- _What you are asked to do_: The answer should be one number only, namely how many lines of the records hold the word "config".

- _Stored data_:
----
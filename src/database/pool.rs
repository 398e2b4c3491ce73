use anyhow::{Context, Result};
use sqlx::postgres::{PgPool, PgPoolOptions};
use std::time::Duration;

use crate::config::settings::DatabaseConfig;

/// Thin wrapper around the shared Postgres connection pool.
#[derive(Clone)]
pub struct DbPool {
    pool: PgPool,
}

impl DbPool {
    pub async fn new(config: &DatabaseConfig) -> Result<Self> {
        let pool = PgPoolOptions::new()
            .max_connections(config.pool_max_size)
            .acquire_timeout(Duration::from_secs(config.pool_timeout_seconds))
            .connect(&config.url)
            .await
            .context("Failed to connect to Postgres")?;

        Ok(Self { pool })
    }

    pub fn get_pool(&self) -> &PgPool {
        &self.pool
    }
}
----
- _Response to the exercise_: 5